Troost sets his aphoristic wordsmithing to a tightly orchestrated interweave of acoustic and electric guitars over a purist, understated rhythm section. The opening track, Pray Real Hard evokes Dylan’s Buckets of Rain, but with better guitar, a hard-times anthem where “you got to sleep on the floor ’cause that’s the only bed you made.” The ballad All I Ever Wanted adds psychedelic imagery over its country sway. Close, with its nimble acoustic fingerpicking and Sweetheart of the Rodeo-era sonics, has as much truth about why some relationships actually manage to work as it does an element of caution for clingy people. “All this room you give me makes us close,” Troost drawls: he could be talking to a woman, or to the Texas sky, but either way it makes an awful lot of sense.

The album’s shuffling, delta blues-tinged title track has a visceral ache: “Oh love left me a broken hollow frame, I do not feel a thing but I cannot bear the pain,” Troost intones. With its circling mandolin and intricate acoustic guitar interplay, Harlan County Boys builds a gloomy noir mining country folk tableau. Bitter Wind broodingly weighs the possibility of being able to escape the past, and also the danger of getting what you wished for. The Last Lullaby is a gently nocturnal elegy, while Storm Coming has a bluesy intensity and paranoid wrath to match anything Pink Floyd ever recorded, even if it doesn’t sound the slightest thing like that band.

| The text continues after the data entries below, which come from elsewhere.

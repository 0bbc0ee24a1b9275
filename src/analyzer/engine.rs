//! Analysis engine - runs the scorer and SEO optimizer with a file's effective config

use crate::config::{Config, EffectiveConfig};
use crate::{ContentReport, ContentType, Grade};
use anyhow::{Context, Result};
use serde::Serialize;
use std::fs;
use std::io::Read;
use std::path::Path;

use super::text::{round_to, word_count};
use super::{ContentScorer, SeoOptimizer};

/// Path that reads content from standard input
pub const STDIN_PATH: &str = "-";
const STDIN_LABEL: &str = "<stdin>";

/// Main analysis engine that wraps both heuristic engines
pub struct ContentAnalyzer {
    scorer: ContentScorer,
    seo: SeoOptimizer,
}

impl ContentAnalyzer {
    pub fn new() -> Self {
        Self {
            scorer: ContentScorer::new(),
            seo: SeoOptimizer::new(),
        }
    }

    /// Analyze in-memory text with an already resolved config.
    /// SEO analysis only runs when target keywords are configured.
    pub fn analyze_text(&self, label: &str, text: &str, config: &EffectiveConfig) -> ContentReport {
        let score = self.scorer.score(text, config.content_type);
        let seo = if config.keywords.is_empty() {
            None
        } else {
            Some(self.seo.analyze(text, &config.keywords))
        };

        ContentReport {
            source: label.to_string(),
            score,
            seo,
            length_warnings: length_warnings(text, config),
        }
    }

    /// Read and analyze a content file. `-` reads standard input.
    pub fn analyze_file(&self, path: &Path, config: Option<&Config>) -> Result<ContentReport> {
        self.analyze_file_with_text(path, config)
            .map(|(report, _)| report)
    }

    /// Like `analyze_file`, also returning the text that was read
    pub fn analyze_file_with_text(
        &self,
        path: &Path,
        config: Option<&Config>,
    ) -> Result<(ContentReport, String)> {
        let (label, text) = read_content(path)?;
        let effective = match config {
            Some(config) => config.effective_for_file(path),
            None => EffectiveConfig::default(),
        };

        let report = self.analyze_text(&label, &text, &effective);
        Ok((report, text))
    }

    /// Analyze several files in order; one failure does not stop the rest
    pub fn analyze_many(
        &self,
        paths: &[&Path],
        config: Option<&Config>,
    ) -> Vec<Result<ContentReport>> {
        paths
            .iter()
            .map(|path| self.analyze_file(path, config))
            .collect()
    }

    /// Calculate aggregate statistics from multiple reports
    pub fn aggregate_stats(reports: &[ContentReport]) -> AggregateStats {
        if reports.is_empty() {
            return AggregateStats::default();
        }

        let total_score: f64 = reports.iter().map(|r| r.score.overall_score()).sum();
        let average_score = round_to(total_score / reports.len() as f64, 1);

        let seo_scores: Vec<f64> = reports
            .iter()
            .filter_map(|r| r.seo.as_ref())
            .map(|seo| seo.seo_score as f64)
            .collect();
        let average_seo_score = if seo_scores.is_empty() {
            None
        } else {
            Some(round_to(
                seo_scores.iter().sum::<f64>() / seo_scores.len() as f64,
                1,
            ))
        };

        let total_recommendations = reports
            .iter()
            .filter_map(|r| r.seo.as_ref())
            .map(|seo| seo.recommendations.len())
            .sum();

        AggregateStats {
            files_analyzed: reports.len(),
            average_score,
            average_grade: Grade::from_score(average_score),
            average_seo_score,
            total_recommendations,
        }
    }
}

impl Default for ContentAnalyzer {
    fn default() -> Self {
        Self::new()
    }
}

/// Read content and its display label. `-` reads standard input.
pub fn read_content(path: &Path) -> Result<(String, String)> {
    if path == Path::new(STDIN_PATH) {
        let mut text = String::new();
        std::io::stdin()
            .read_to_string(&mut text)
            .context("Failed to read content from stdin")?;
        return Ok((STDIN_LABEL.to_string(), text));
    }

    let text = fs::read_to_string(path)
        .with_context(|| format!("Failed to read content file: {}", path.display()))?;
    Ok((path.display().to_string(), text))
}

/// Messages for content outside the configured length limits
fn length_warnings(text: &str, config: &EffectiveConfig) -> Vec<String> {
    let limits = &config.limits;
    let mut warnings = Vec::new();

    match config.content_type {
        ContentType::Blog => {
            let words = word_count(text);
            if words < limits.blog_min_words() {
                warnings.push(format!(
                    "Blog post has {} words; aim for at least {}.",
                    words,
                    limits.blog_min_words()
                ));
            } else if words > limits.blog_max_words() {
                warnings.push(format!(
                    "Blog post has {} words; keep it under {}.",
                    words,
                    limits.blog_max_words()
                ));
            }
        }
        ContentType::ShortForm => {
            let chars = text.chars().count();
            if chars > limits.short_form_max_chars() {
                warnings.push(format!(
                    "Post has {} characters; the limit is {}.",
                    chars,
                    limits.short_form_max_chars()
                ));
            }
        }
        ContentType::General => {}
    }

    warnings
}

/// Aggregate statistics from multiple file analyses
#[derive(Debug, Clone, PartialEq, Serialize)]
pub struct AggregateStats {
    /// Number of files analyzed
    pub files_analyzed: usize,
    /// Mean overall score (0-10, one decimal)
    pub average_score: f64,
    pub average_grade: Grade,
    /// Mean SEO score over the reports that have one
    #[serde(skip_serializing_if = "Option::is_none")]
    pub average_seo_score: Option<f64>,
    /// Total SEO recommendations across all files
    pub total_recommendations: usize,
}

impl Default for AggregateStats {
    fn default() -> Self {
        Self {
            files_analyzed: 0,
            average_score: 0.0,
            average_grade: Grade::CMinus,
            average_seo_score: None,
            total_recommendations: 0,
        }
    }
}
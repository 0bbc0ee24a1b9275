//! Scoring rules, one per content dimension

pub mod actionability;
pub mod call_to_action;
pub mod clarity;
pub mod engagement;
pub mod engagement_potential;
pub mod formatting;
pub mod hook_strength;
pub mod professionalism;
pub mod structure;

pub use actionability::ActionabilityRule;
pub use call_to_action::CallToActionRule;
pub use clarity::ClarityRule;
pub use engagement::EngagementRule;
pub use engagement_potential::EngagementPotentialRule;
pub use formatting::FormattingRule;
pub use hook_strength::HookStrengthRule;
pub use professionalism::ProfessionalismRule;
pub use structure::StructureRule;

use super::text::ContentText;
use crate::Dimension;

/// Trait for dimension scoring rules
pub trait DimensionRule {
    /// Dimension this rule scores
    fn dimension(&self) -> Dimension;

    /// Score the content (0-10)
    fn score(&self, content: &ContentText) -> f64;
}

/// Rule that scores the given dimension
pub fn rule_for(dimension: Dimension) -> &'static dyn DimensionRule {
    match dimension {
        Dimension::Engagement => &EngagementRule,
        Dimension::Structure => &StructureRule,
        Dimension::Clarity => &ClarityRule,
        Dimension::Actionability => &ActionabilityRule,
        Dimension::Professionalism => &ProfessionalismRule,
        Dimension::HookStrength => &HookStrengthRule,
        Dimension::EngagementPotential => &EngagementPotentialRule,
        Dimension::CallToAction => &CallToActionRule,
        Dimension::Formatting => &FormattingRule,
    }
}
//! Logging setup.
//!
//! CLI commands log to stderr. The terminal UI owns the screen, so it logs to
//! a file instead. The filter comes from `TASKLIST_LOG` when set.

use std::fs::{self, OpenOptions};
use std::io;
use std::path::Path;
use std::sync::Mutex;

use tracing_subscriber::EnvFilter;

pub const LOG_ENV: &str = "TASKLIST_LOG";

fn filter(verbose: bool) -> EnvFilter {
    EnvFilter::try_from_env(LOG_ENV).unwrap_or_else(|_| {
        EnvFilter::new(if verbose { "debug" } else { "warn" })
    })
}

/// Log to stderr.
pub fn init_stderr(verbose: bool) {
    let _ = tracing_subscriber::fmt()
        .with_env_filter(filter(verbose))
        .with_writer(io::stderr)
        .with_target(false)
        .try_init();
}

/// Log to `path`, appending. The parent directory is created if needed.
pub fn init_file(path: &Path, verbose: bool) -> io::Result<()> {
    if let Some(parent) = path.parent().filter(|p| !p.as_os_str().is_empty()) {
        fs::create_dir_all(parent)?;
    }
    let file = OpenOptions::new().create(true).append(true).open(path)?;
    let _ = tracing_subscriber::fmt()
        .with_env_filter(filter(verbose))
        .with_writer(Mutex::new(file))
        .with_ansi(false)
        .try_init();
    Ok(())
}
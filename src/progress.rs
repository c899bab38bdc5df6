//! Completion progress derived from the task list.

use crate::task::Task;

/// Completed/total counts with a rounded percentage.
#[derive(Debug, Clone, Copy, Default, PartialEq, Eq)]
pub struct Progress {
    pub completed: usize,
    pub total: usize,
    pub percent: u8,
}

impl Progress {
    /// Percentage of completed tasks rounded to the nearest integer; 0 when empty.
    pub fn of(tasks: &[Task]) -> Self {
        let total = tasks.len();
        let completed = tasks.iter().filter(|t| t.completed).count();
        let percent = if total == 0 {
            0
        } else {
            (completed as f64 / total as f64 * 100.0).round() as u8
        };
        Progress { completed, total, percent }
    }
}
//! Error types for task list operations.

use thiserror::Error;

use crate::task::TaskId;

/// A commit was rejected because the draft is incomplete.
#[derive(Debug, Clone, PartialEq, Eq, Error)]
pub enum ValidationError {
    #[error("Task text cannot be empty")]
    EmptyText,

    #[error("A due date is required")]
    MissingDate,

    #[error("Unrecognised date '{0}' (use YYYY-MM-DD, today, tomorrow or in Nd)")]
    InvalidDate(String),
}

/// A position or id no longer refers to a task in the store.
#[derive(Debug, Clone, PartialEq, Eq, Error)]
pub enum StoreError {
    #[error("Index {index} is out of range for {len} tasks")]
    OutOfRange { index: usize, len: usize },

    #[error("Task {0} not found")]
    UnknownTask(TaskId),
}

/// Writing the task list to its storage failed.
#[derive(Debug, Error)]
pub enum PersistenceError {
    #[error("I/O error: {0}")]
    Io(#[from] std::io::Error),

    #[error("JSON encoding error: {0}")]
    Encode(#[from] serde_json::Error),
}

/// Any failure surfaced by the task list facade.
#[derive(Debug, Error)]
pub enum TaskListError {
    #[error(transparent)]
    Validation(#[from] ValidationError),

    #[error(transparent)]
    Store(#[from] StoreError),

    #[error("Changes kept in memory but not saved: {0}")]
    Persistence(#[from] PersistenceError),
}
//! # tl - Personal Task List
//!
//! A small task list with a terminal user interface (TUI) and a scripting CLI.
//!
//! ## Key Features
//!
//! - **Tasks with priorities and due dates**: High / Medium / Low, sorted highest first
//! - **Filtering and search**: All, Completed, Pending or Due Today, plus case-insensitive search
//! - **Progress**: percentage of completed tasks, shown as a gauge in the UI
//! - **Two profiles**: `dated` (date + priority required) or `basic` (text only)
//! - **Local File Storage**: one JSON file, rewritten atomically after every change
//!
//! ## Quick Start
//!
//! ```bash
//! # Launch the UI
//! tl ui
//!
//! # Add a task via CLI
//! tl add "Renew passport" --date "in 2w" --priority high
//!
//! # List pending tasks that mention "passport"
//! tl list --filter pending --search passport
//!
//! # Mark task 3 as done
//! tl toggle 3
//! ```
//!
//! Data is stored in `~/.tasklist/tasks.json` unless `--db` is given.
//! `--ephemeral` keeps everything in memory for the current session.

use std::path::PathBuf;

use clap::Parser;
use tracing::debug;

pub mod cli;
pub mod cmd;
pub mod dates;
pub mod editor;
pub mod error;
pub mod fields;
pub mod logging;
pub mod progress;
pub mod query;
pub mod storage;
pub mod store;
pub mod task;
pub mod view;
pub mod tui {
    pub mod app;
    pub mod colors;
    pub mod enums;
    pub mod input;
    pub mod run;
    pub mod task_form;
    pub mod utils;
}

use cli::Cli;
use cmd::*;
use storage::{JsonFileStorage, MemoryStorage, TaskStorage};
use view::TaskListView;

/// Directory holding the default task file and UI log.
fn data_dir() -> PathBuf {
    dirs::home_dir()
        .unwrap_or_else(|| PathBuf::from("."))
        .join(".tasklist")
}

fn main() {
    let cli = Cli::parse();
    let data_dir = data_dir();

    // The UI owns the terminal, so it logs to a file.
    if matches!(cli.command, Commands::Ui) {
        let log_path = cli.log_file.clone().unwrap_or_else(|| data_dir.join("tasklist.log"));
        if let Err(e) = logging::init_file(&log_path, cli.verbose) {
            eprintln!("Failed to open log file {}: {}", log_path.display(), e);
            std::process::exit(1);
        }
    } else {
        logging::init_stderr(cli.verbose);
    }

    if let Commands::Completions { shell } = cli.command {
        cmd_completions(shell);
        return;
    }

    let storage: Box<dyn TaskStorage> = if cli.ephemeral {
        Box::new(MemoryStorage::new())
    } else {
        let db_path = cli.db.clone().unwrap_or_else(|| data_dir.join("tasks.json"));
        Box::new(JsonFileStorage::new(db_path))
    };
    debug!(profile = ?cli.profile, storage = %storage.describe(), "starting");

    let mut view = TaskListView::load(storage, cli.profile);

    match cli.command {
        Commands::Ui => cmd_ui(view),
        Commands::Add { text, date, priority } => cmd_add(&mut view, text, date, priority),
        Commands::List { filter, search, limit } => cmd_list(&mut view, filter, search, limit),
        Commands::Edit { id, text, date, priority } => cmd_edit(&mut view, id, text, date, priority),
        Commands::Toggle { id } => cmd_toggle(&mut view, id),
        Commands::Delete { id } => cmd_delete(&mut view, id),
        Commands::Progress => cmd_progress(&view),
        Commands::Completions { .. } => unreachable!("completions handled above"),
    }
}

Troost’s snaky, ever-present acoustic lead guitar line on the stark, oldschool folk-flavored When It’s Gone is the kindof device more artists should use. The Last to Leave waltzes from an oldtime C&W intro to lush countrypolitan sonics, a vividly sardonic, metaphorically-charged after-the-party scenario. The album’s best song is the wailing, electrifying murder ballad Old Screen Door: Troost’s genius with this one is that the only images he lets you see are incidental to what was obviously a grisly crime, “lightning bugs floating through a haze of gasoline” and so forth. It’s one of the best songs in any style released in recent months, a sort of teens update on the Walkabouts’ Pacific Northwest gothic classic Firetrap. Slide guitar fuels the upbeat, anthemically triumphant Weary Traveler, while I’ll Be Home Soon ends the album on an unexpectedly balmy, optimistic note. Fans of Steve Earle, James McMurtry, Jeffrey Foucault and the rest of that crew will find an awful lot to like in Troost’s brooding, intense songcraft.